‘For centuries, plants have been the basic skin care ingredients that can be used right across the board,’ says Dee Aktinson, Medical Herbalist and Medical Director of Napiers Herbal Dispensaries and Clinics. ‘Women have been making their own skin care remedies for centuries - way before you could go to Boots and buy those products that are often filled with chemicals.’ The art of foraging for your cosmetic kit is now largely forgotten, with the ease, convenience and efficacy of commercial products trumping ethical concerns. But that doesn’t mean those skills can’t be relearnt, with plenty of beautifying herbs, berries and nuts to be found in your local woodland. Not only are foraged remedies free from chemical nasties, they’re ultra cheap to boot. And if you can’t find the right ingredient outside? Head to your local health food shop for organic base and essential oils. Here’s what to look out for
According to Shashi Ioannides from Living Naturally Soapnuts, soapnuts are the natural alternative to shampoo. ‘Soapnuts are completely chemical free and hypoallergenic,’ she says. ‘They’re great for anyone who's having trouble with their skin or scalp, or anyone with skin allergies like eczema. We are overwhelmed with toxins in our environment and its nice to know that you have a choice to minimise toxins in your immediate environment by using soapnuts.’ What’s more, says Ioannides, soapnuts have been used in India to wash hair and clothes for centuries. This began when locals realised that the soapnut tree remained untouched by insects because of the saponin contained within it. ‘The saponin can actually break down the exoskeleton of some bugs like lice and fleas,’ explains Ioannides. ‘In fact I spray soapnut liquid onto my son’s hair during lice breakouts at school so he doesn't get them. Works everytime.’

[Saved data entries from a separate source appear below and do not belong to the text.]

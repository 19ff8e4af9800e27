//! Ordered OAuth scope sets.

// std
use std::slice::Iter;
// crates.io
use serde::{Deserializer, Serializer, de::Error as DeError, ser::SerializeSeq};
// self
use crate::_prelude::*;

/// Errors emitted when validating scopes.
#[derive(Clone, Debug, PartialEq, Eq, Serialize, Deserialize, ThisError)]
pub enum ScopeValidationError {
	/// Empty scope entries are not allowed.
	#[error("Scope entries cannot be empty.")]
	Empty,
	/// Scopes cannot contain embedded whitespace characters.
	#[error("Scope contains whitespace: {scope}.")]
	ContainsWhitespace {
		/// The offending scope string.
		scope: String,
	},
}

/// De-duplicated set of OAuth scopes that keeps first-seen order.
///
/// Providers receive scopes in exactly the order the caller supplied them, so the `scope`
/// parameter renders as written (`a b c`). Equality is order-sensitive.
#[derive(Clone, Default, PartialEq, Eq, Hash)]
pub struct ScopeSet(Vec<String>);
impl ScopeSet {
	/// Creates a scope set from any iterator, dropping repeated entries.
	pub fn new<I, S>(scopes: I) -> Result<Self, ScopeValidationError>
	where
		I: IntoIterator<Item = S>,
		S: Into<String>,
	{
		let mut set = Self::default();

		set.extend(scopes)?;

		Ok(set)
	}

	/// Appends scopes not yet present, keeping their relative order.
	pub fn extend<I, S>(&mut self, scopes: I) -> Result<(), ScopeValidationError>
	where
		I: IntoIterator<Item = S>,
		S: Into<String>,
	{
		for scope in scopes {
			let owned: String = scope.into();

			validate(&owned)?;

			if !self.contains(&owned) {
				self.0.push(owned);
			}
		}

		Ok(())
	}

	/// Merges another set into this one.
	pub fn merge(&mut self, other: &ScopeSet) {
		for scope in other.iter() {
			if !self.contains(scope) {
				self.0.push(scope.to_owned());
			}
		}
	}

	/// Number of distinct scopes.
	pub fn len(&self) -> usize {
		self.0.len()
	}

	/// Returns true if no scopes are defined.
	pub fn is_empty(&self) -> bool {
		self.0.is_empty()
	}

	/// Returns true if the set contains the provided scope.
	pub fn contains(&self, scope: &str) -> bool {
		self.0.iter().any(|candidate| candidate == scope)
	}

	/// Iterator over scopes in insertion order.
	pub fn iter(&self) -> impl Iterator<Item = &str> {
		self.0.iter().map(|s| s.as_str())
	}

	/// Space-delimited form used for the `scope` parameter.
	pub fn joined(&self) -> String {
		self.0.join(" ")
	}

	/// Returns the underlying slice of scope strings.
	pub fn as_slice(&self) -> &[String] {
		&self.0
	}
}
impl Debug for ScopeSet {
	fn fmt(&self, f: &mut Formatter) -> FmtResult {
		f.debug_tuple("ScopeSet").field(&self.0).finish()
	}
}
impl Display for ScopeSet {
	fn fmt(&self, f: &mut Formatter) -> FmtResult {
		f.write_str(&self.joined())
	}
}

/// Iterator over scope strings.
pub struct ScopeIter<'a> {
	inner: Iter<'a, String>,
}
impl<'a> Iterator for ScopeIter<'a> {
	type Item = &'a str;

	fn next(&mut self) -> Option<Self::Item> {
		self.inner.next().map(|s| s.as_str())
	}
}
impl<'a> IntoIterator for &'a ScopeSet {
	type IntoIter = ScopeIter<'a>;
	type Item = &'a str;

	fn into_iter(self) -> Self::IntoIter {
		ScopeIter { inner: self.0.iter() }
	}
}
impl TryFrom<Vec<String>> for ScopeSet {
	type Error = ScopeValidationError;

	fn try_from(value: Vec<String>) -> Result<Self, Self::Error> {
		Self::new(value)
	}
}
impl FromStr for ScopeSet {
	type Err = ScopeValidationError;

	fn from_str(s: &str) -> Result<Self, Self::Err> {
		if s.is_empty() {
			return Ok(Self::default());
		}
		if s.chars().all(char::is_whitespace) {
			return Err(ScopeValidationError::Empty);
		}

		Self::new(s.split_whitespace())
	}
}
impl Serialize for ScopeSet {
	fn serialize<S>(&self, serializer: S) -> Result<S::Ok, S::Error>
	where
		S: Serializer,
	{
		let mut seq = serializer.serialize_seq(Some(self.0.len()))?;

		for scope in self.0.iter() {
			seq.serialize_element(scope)?;
		}

		seq.end()
	}
}
impl<'de> Deserialize<'de> for ScopeSet {
	fn deserialize<D>(deserializer: D) -> Result<Self, D::Error>
	where
		D: Deserializer<'de>,
	{
		let values = <Vec<String>>::deserialize(deserializer)?;

		ScopeSet::new(values).map_err(DeError::custom)
	}
}

fn validate(scope: &str) -> Result<(), ScopeValidationError> {
	if scope.is_empty() {
		return Err(ScopeValidationError::Empty);
	}
	if scope.chars().any(char::is_whitespace) {
		return Err(ScopeValidationError::ContainsWhitespace { scope: scope.to_owned() });
	}

	Ok(())
}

If you can’t get your hands on soapnuts, there’s a wealth of natural finds that can make a real difference to your hair. One of the best is the humble stinging nettle, which is great for giving the hair more shine and reducing dryness in the process. ‘Nettles contain protein, vitamin C and Bs, iron, potassium and more and are therefore a wonderful tonic for the whole body,’ says Rachel Lambert, owner of WildWalks-Southwest.co.uk. ‘I've taught children and adults how to make nettle shampoo. It's simple to make and is great for all the family. I've even had reports that it works well on the dog too!’
‘Almond oil and beeswax can both be used in making your own skin products, but to me the really exciting thing is the plants that can be used,’ says Atkinson. ‘It’s really simple things like rose. For example, rose petals have been used for centuries for skincare. It has great rejuvenating properties and is excellent for tissue damage. Try making rosewater by soaking rose petals in water overnight, and then using that water to rinse your face. Make it as if you were making a tea: it extracts the active ingredients from the petals and is wonderful.’
Another recipe recommended by Atkinson is contains yarrow and ladies mantle: both commonly found in British hedgerows. ‘Ladies mantle helps the skin retain moisture and if you make a tea, (pick the leaves, crush them, put them in a teapot with boiling water) and rinse your face with it, it will really add moisture to your face.’ Lambert recommends common chickweed (Stellaria media) for skin products and seaweeds - Nori, Laver or lava - to nourish the skin.
‘Something that makes a great facemask is a bentonite clay mask using an infusion with various herbs like rose, chamomile, and yarrow,’ advises Atkinson. ‘You can use the liquid to mix the clay into a paste then put it on your skin and you’ve got a lovely herbal face pack.’ If that doesn’t sort out tired skin, then Atkinson has another trick up her sleeve. ‘Another thing you can do is collect a mixture of herbs, like yarrow, wood bethany and plantain, and pop them into blender,’ she explains. ‘Put some of the green mush at you get onto a damp tea towel or some muslin, lie down and pop it onto your face. The heat of your face and putting the herbs on top acts almost like food.’
‘Natural cosmetics are great because they have a lot of really powerful and healing ingredients,' says Jessica Blades, natural beauty expert, make-up artist and founder of Blades Natural Beauty. ‘The best part about using them for health and beauty is that they do their job, but they also protect, heal and nourish the skin. A lot of other ingredients - the kind you find in products you buy at drug stores - are good at doing one thing only. Plant based cosmetics are good at being well rounded: they're good at doing their job as well as being calming and protecting'
Cosmetics can be easily cooked up in your kitchen. ‘A simple lip balm can be made from three all-natural ingredients. Combine equal parts of cocoa butter, beeswax, and sweet almond oil,’ suggests Emmy Gabriel of NaturalBeautyWorkshop.com and FromNatureWithLove.com. ‘Melt the ingredients together using a double boiler or a microwave, then pour the mixture into small containers. Allow the lip balm to cool completely before using it. To make your lip balm more interesting, add a few drops of peppermint essential oil to the mixture after it is melted.’